Am 12. Oktober 1950 hat sich dann der Finanzausschuß mit der Sache beschäftigt. Er hat die Aufwandsteuer kurzerhand abgelehnt. Von der berühmten und berüchtigten Spesenabgabe — das war der zweite Teil des damaligen Gesetzes — hat er gesagt, sie solle in das Einkommensteuergesetz eingearbeitet werden. Gott hat es leider gefügt, daß es inzwischen in einer schildbürgerlichen Weise auch dazu gekommen ist. Sie kennen das ja alles. Die Witzblätter, leider auch diese komischen Conférenciers, werden sicherlich Gelegenheit nehmen, sich ausführlich damit zu beschäftigen. Das können wir ja abwarten.

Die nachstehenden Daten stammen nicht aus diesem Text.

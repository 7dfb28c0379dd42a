use crate::common::Color;

/// Read-only pixel access to a truecolor raster.
///
/// Rows are exposed as slices so the encoder can read a whole tile row at a
/// time instead of going through `pixel` for every coordinate.
pub trait Raster {
    fn width(&self) -> u32;
    fn height(&self) -> u32;
    fn row(&self, y: u32) -> &[Color];

    fn pixel(&self, x: u32, y: u32) -> Color {
        self.row(y)[x as usize]
    }
}

#[derive(Clone, Debug, PartialEq, Eq)]
pub struct Image {
    width: u32,
    height: u32,
    pixels: Vec<Color>,
}

impl Image {
    pub fn new(width: u32, height: u32) -> Self {
        Self::filled(width, height, Color::default())
    }

    pub fn filled(width: u32, height: u32, color: Color) -> Self {
        Image {
            width,
            height,
            pixels: vec![color; width as usize * height as usize],
        }
    }

    /// Wraps row-major pixels; returns `None` when the length does not match.
    pub fn from_pixels(width: u32, height: u32, pixels: Vec<Color>) -> Option<Self> {
        if pixels.len() != width as usize * height as usize {
            return None;
        }
        Some(Image {
            width,
            height,
            pixels,
        })
    }

    pub fn pixels(&self) -> &[Color] {
        &self.pixels
    }

    pub fn set_pixel(&mut self, x: u32, y: u32, color: Color) {
        let idx = y as usize * self.width as usize + x as usize;
        self.pixels[idx] = color;
    }

    /// Packed 8-bit RGB bytes, row-major.
    pub fn to_rgb_bytes(&self) -> Vec<u8> {
        self.pixels()
            .iter()
            .flat_map(|c| [c.red, c.green, c.blue])
            .collect()
    }
}

impl Raster for Image {
    fn width(&self) -> u32 {
        self.width
    }

    fn height(&self) -> u32 {
        self.height
    }

    fn row(&self, y: u32) -> &[Color] {
        let start = y as usize * self.width as usize;
        &self.pixels[start..start + self.width as usize]
    }
}

#[cfg(test)]
mod tests {
    use super::*;

    #[test]
    fn rows_and_pixels_agree() {
        let mut img = Image::new(3, 2);
        img.set_pixel(2, 1, Color::new(1, 2, 3));
        assert_eq!(img.row(1)[2], Color::new(1, 2, 3));
        assert_eq!(img.pixel(2, 1), Color::new(1, 2, 3));
        assert_eq!(img.row(0).len(), 3);
        assert_eq!(img.pixels()[5], Color::new(1, 2, 3));
    }

    #[test]
    fn rejects_mismatched_pixel_count() {
        assert!(Image::from_pixels(2, 2, vec![Color::default(); 3]).is_none());
        assert!(Image::from_pixels(2, 2, vec![Color::default(); 4]).is_some());
    }

    #[test]
    fn rgb_bytes_are_interleaved() {
        let img = Image::filled(2, 1, Color::new(9, 8, 7));
        assert_eq!(img.to_rgb_bytes(), vec![9, 8, 7, 9, 8, 7]);
    }
}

Damit aber nicht genug. Im Februar 1951 hat dann die Bundesregierung ein Gesetz verabschiedet, das nunmehr hieß: Sonderumsatzsteuer auf
Süßwaren und andere Gegenstände des entbehr- lichen Verbrauchs. Das ist aber dem Bundesrat schon gar nicht mehr vorgelegt worden. Ich weiß nicht, ob die massiven Bedarfsträger der Süßwaren das verhindert haben oder wie das damals gekommen ist.
Die Bundesregierung hat dann im Mai 1951 dem Bundesrat ein Sonderumsatzsteuergesetz vorgelegt, und das hat der Bundesrat am 8. Juni 1951 wieder abgelehnt. Schließlich hat sich die Bundesregierung am" 28. Juni 1951— Sie sehen, es ist schon eine ziemliche Leidensgeschichte — noch einmal auf diesen Entwurf zurückgezogen und hat versucht, den Finanzausschuß dafür zu gewinnen. Der Finanzausschuß hat aber die Beratung abgelehnt.